» **PROBLEM TO SOLVE**
In the entries below, find the lines with the word "self" and copy them.

» **DATA PROVIDED**
*** Begin section ***

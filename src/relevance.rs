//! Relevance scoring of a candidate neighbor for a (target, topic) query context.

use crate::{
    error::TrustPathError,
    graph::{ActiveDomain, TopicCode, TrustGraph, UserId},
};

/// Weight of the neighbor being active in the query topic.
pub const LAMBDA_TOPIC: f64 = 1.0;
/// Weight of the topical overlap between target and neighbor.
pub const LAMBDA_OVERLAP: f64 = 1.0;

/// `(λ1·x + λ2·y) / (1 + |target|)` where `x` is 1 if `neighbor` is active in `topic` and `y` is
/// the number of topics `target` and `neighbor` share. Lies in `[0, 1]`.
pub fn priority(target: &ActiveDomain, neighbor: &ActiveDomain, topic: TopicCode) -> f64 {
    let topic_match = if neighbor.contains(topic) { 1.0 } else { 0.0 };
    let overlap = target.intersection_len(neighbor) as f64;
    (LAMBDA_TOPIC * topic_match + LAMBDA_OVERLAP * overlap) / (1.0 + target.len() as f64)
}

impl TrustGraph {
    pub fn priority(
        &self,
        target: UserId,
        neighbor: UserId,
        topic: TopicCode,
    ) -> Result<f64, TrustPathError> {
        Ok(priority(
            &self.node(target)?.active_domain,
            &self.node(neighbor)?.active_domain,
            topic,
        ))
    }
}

*** End section ***

» **ANSWER TO THE PROBLEM**
        &self,
            &self.node(target)?.active_domain,
            &self.node(neighbor)?.active_domain,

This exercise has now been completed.